Ne trouvant pas d'emploi comme servante dans la Gueldre au cours de l'hiver, après mures réflexions, elle décide de se vêtir en homme et de s'engager comme soldat[6]. Cette décision est aussi motivée par son patriotisme et elle explique : « Le pays se trouvait dans des circonstances où il avait besoin de gens de guerre de sorte qu'il se présentait à moi une bonne occasion de montrer mon amour pour la patrie et je peux témoigner en vérité que mon humeur virile m'avait aussi fait désirer de regarder l’ennemi dans les yeux[7] » .
Prétendant être tailleur et se nommer Jan van Ant [8], elle s'enrôle dans l'armée où elle sert comme grenadier dans la compagnie du capitaine Trip, dans le régiment du lieutenant-général Veldman[9]. Elle est successivement en garnison à Sluis[10], Bois-le-Duc[11], Groningue[12], Boertange[13], Coevorden[14], Bad Nieuweschans, Sluis[15] et Breda[16]. En 1747, elle est présente lors de combats aux alentours des villes d'Axel[17], Goes et Krabbendijke[18].
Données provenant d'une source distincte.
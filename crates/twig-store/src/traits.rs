use twig_types::ObjectId;

use crate::error::{StoreError, StoreResult};
use crate::object::{Object, StoredObject};

/// Content-addressed object store.
///
/// All implementations must satisfy these invariants:
/// - Objects are immutable once written. The same data always produces the
///   same ID, so writing an existing object is a no-op.
/// - Concurrent reads are always safe.
/// - The store never interprets object contents; decoding happens in
///   [`ObjectStore::load`] on top of the raw accessors.
/// - All I/O errors are propagated, never silently ignored.
pub trait ObjectStore: Send + Sync {
    /// Read an object by its content-addressed ID.
    ///
    /// Returns `Ok(None)` if the object does not exist.
    /// Returns `Err` on I/O failure or data corruption.
    fn read(&self, id: &ObjectId) -> StoreResult<Option<StoredObject>>;

    /// Write an object and return its content-addressed ID.
    fn write(&self, object: &StoredObject) -> StoreResult<ObjectId>;

    /// Check whether an object exists in the store.
    fn exists(&self, id: &ObjectId) -> StoreResult<bool>;

    /// Read multiple objects in a batch.
    fn read_batch(&self, ids: &[ObjectId]) -> StoreResult<Vec<Option<StoredObject>>> {
        ids.iter().map(|id| self.read(id)).collect()
    }

    /// Write multiple objects in a batch and return their IDs.
    ///
    /// Default implementation calls `write()` for each object. Backends may
    /// override for better performance (e.g., single fsync).
    fn write_batch(&self, objects: &[StoredObject]) -> StoreResult<Vec<ObjectId>> {
        objects.iter().map(|obj| self.write(obj)).collect()
    }

    /// Read an object, treating absence as [`StoreError::NotFound`].
    fn get(&self, id: &ObjectId) -> StoreResult<StoredObject> {
        self.read(id)?.ok_or(StoreError::NotFound(*id))
    }

    /// Read and decode an object.
    fn load(&self, id: &ObjectId) -> StoreResult<Object> {
        Object::from_stored_object(&self.get(id)?)
    }
}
Le 21 août 1748 à Coevorden, elle épouse la fille d'un sergent, Johanna Cramers. Elle parvient à dissimuler son genre de naissance à son épouse en employant de nombreux prétextes pour éviter toute relation intime[19]. En garnison à Breda en 1751, elle dénoncée comme étant de genre féminin par un membre d'une famille au service de laquelle elle avait travaillé et arrêtée[20].
Pendant son incarcération, elle rencontre l'écrivain Franciscus Lievens Kersteman (1728-après 1792)[21], alors soldat et détenu pour avoir escroqué un joaillier de La Haye, à qui elle raconte son histoire. Celui-ci va la rédiger sur le modèle du roman picaresque et la publier sous le titre « De Bredasche Heldinne » (l'héroïne de Breda). L'ouvrage, paru en 1751, constitue aujourd'hui une des principales sources de renseignements sur la première partie de la vie de Maria Van Antwerpen[22].
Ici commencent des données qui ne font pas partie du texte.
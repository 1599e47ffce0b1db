//! Commit defaults: identities and signing preferences.
//!
//! ```toml
//! [user]
//! name = "Ada Lovelace"
//! email = "ada@example.com"
//!
//! [committer]            # overrides [user] for the committer only
//! email = "ci@example.com"
//!
//! [commit]
//! sign = true
//! signing_key = "release"
//! ```

use std::path::Path;

use serde::{Deserialize, Serialize};
use twig_types::{Identity, IdentityKind, TypeError};

use crate::error::{TreeError, TreeResult};

/// Name used when neither the caller nor the configuration supplies one.
pub const FALLBACK_NAME: &str = "twig";
/// Email used when neither the caller nor the configuration supplies one.
pub const FALLBACK_EMAIL: &str = "twig@localhost";

/// Source of ambient commit defaults, consulted only for values the caller
/// left unset.
pub trait IdentitySource: Send + Sync {
    /// Default identity for the given role.
    fn default_identity(&self, kind: IdentityKind) -> Result<Identity, TypeError>;

    /// Whether commits are signed when the caller does not say.
    fn default_signing_requested(&self) -> bool;

    /// Key id used when signing without an explicit key.
    fn default_signing_key(&self) -> Option<String>;
}

/// A `name` / `email` pair; either half may be missing.
#[derive(Clone, Debug, Default, PartialEq, Eq, Serialize, Deserialize)]
#[serde(default)]
pub struct IdentityConfig {
    #[serde(skip_serializing_if = "Option::is_none")]
    pub name: Option<String>,
    #[serde(skip_serializing_if = "Option::is_none")]
    pub email: Option<String>,
}

/// The `[commit]` section.
#[derive(Clone, Debug, Default, PartialEq, Eq, Serialize, Deserialize)]
#[serde(default)]
pub struct SigningConfig {
    pub sign: bool,
    #[serde(skip_serializing_if = "Option::is_none")]
    pub signing_key: Option<String>,
}

/// Repository configuration relevant to committing.
#[derive(Clone, Debug, Default, PartialEq, Eq, Serialize, Deserialize)]
#[serde(default)]
pub struct CommitConfig {
    pub user: IdentityConfig,
    pub author: IdentityConfig,
    pub committer: IdentityConfig,
    pub commit: SigningConfig,
}

impl CommitConfig {
    /// Parse a TOML document.
    pub fn from_toml_str(s: &str) -> TreeResult<Self> {
        toml::from_str(s).map_err(|e| TreeError::Config(e.to_string()))
    }

    /// Render as TOML.
    pub fn to_toml_string(&self) -> TreeResult<String> {
        toml::to_string_pretty(self).map_err(|e| TreeError::Config(e.to_string()))
    }

    /// Read and parse the file at `path`.
    pub fn load(path: impl AsRef<Path>) -> TreeResult<Self> {
        let path = path.as_ref();
        let text = std::fs::read_to_string(path)
            .map_err(|e| TreeError::Config(format!("{}: {e}", path.display())))?;
        Self::from_toml_str(&text)
    }

    /// Like [`CommitConfig::load`], but a missing file yields the defaults.
    pub fn load_or_default(path: impl AsRef<Path>) -> TreeResult<Self> {
        let path = path.as_ref();
        if path.exists() {
            Self::load(path)
        } else {
            Ok(Self::default())
        }
    }

    /// Apply `TWIG_AUTHOR_NAME`, `TWIG_AUTHOR_EMAIL`, `TWIG_COMMITTER_NAME`
    /// and `TWIG_COMMITTER_EMAIL` from the process environment.
    pub fn with_env_overrides(self) -> Self {
        self.with_overrides_from(|key| std::env::var(key).ok())
    }

    /// Apply the same overrides as [`CommitConfig::with_env_overrides`],
    /// reading values through `lookup`.
    pub fn with_overrides_from(mut self, lookup: impl Fn(&str) -> Option<String>) -> Self {
        let targets = [
            ("TWIG_AUTHOR_NAME", &mut self.author.name),
            ("TWIG_AUTHOR_EMAIL", &mut self.author.email),
            ("TWIG_COMMITTER_NAME", &mut self.committer.name),
            ("TWIG_COMMITTER_EMAIL", &mut self.committer.email),
        ];
        for (key, slot) in targets {
            if let Some(value) = lookup(key) {
                *slot = Some(value);
            }
        }
        self
    }

    fn section(&self, kind: IdentityKind) -> &IdentityConfig {
        match kind {
            IdentityKind::Author => &self.author,
            IdentityKind::Committer => &self.committer,
        }
    }
}

impl IdentitySource for CommitConfig {
    fn default_identity(&self, kind: IdentityKind) -> Result<Identity, TypeError> {
        let section = self.section(kind);
        let name = section
            .name
            .as_deref()
            .or(self.user.name.as_deref())
            .unwrap_or(FALLBACK_NAME);
        let email = section
            .email
            .as_deref()
            .or(self.user.email.as_deref())
            .unwrap_or(FALLBACK_EMAIL);
        Identity::new(name, email)
    }

    fn default_signing_requested(&self) -> bool {
        self.commit.sign
    }

    fn default_signing_key(&self) -> Option<String> {
        self.commit.signing_key.clone()
    }
}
Jugée par un conseil de guerre pour tromperie et mariage illégal, elle est condamnée à l'exil de toutes les villes de garnison[23]. L'annonce publique de la sentence attire une foule de spectateurs et des centaines de personnes la suivent lorsqu'elle est expulsée de Breda[24].
Elle s'installe à Gouda, où habite un de ses frères[25]. Elle s'y lie d'amitié avec une autre femme, Jansje van Oyen, une nièce de son hôtesse, et part avec elle à Rotterdam. Elle y travaille comme couturière. Gagnant difficilement sa vie et ne pouvant subvenir aux besoins de Van Oyen, elle retourne à Gouda trois ans et demi plus tard pour la remettre à sa tante[26].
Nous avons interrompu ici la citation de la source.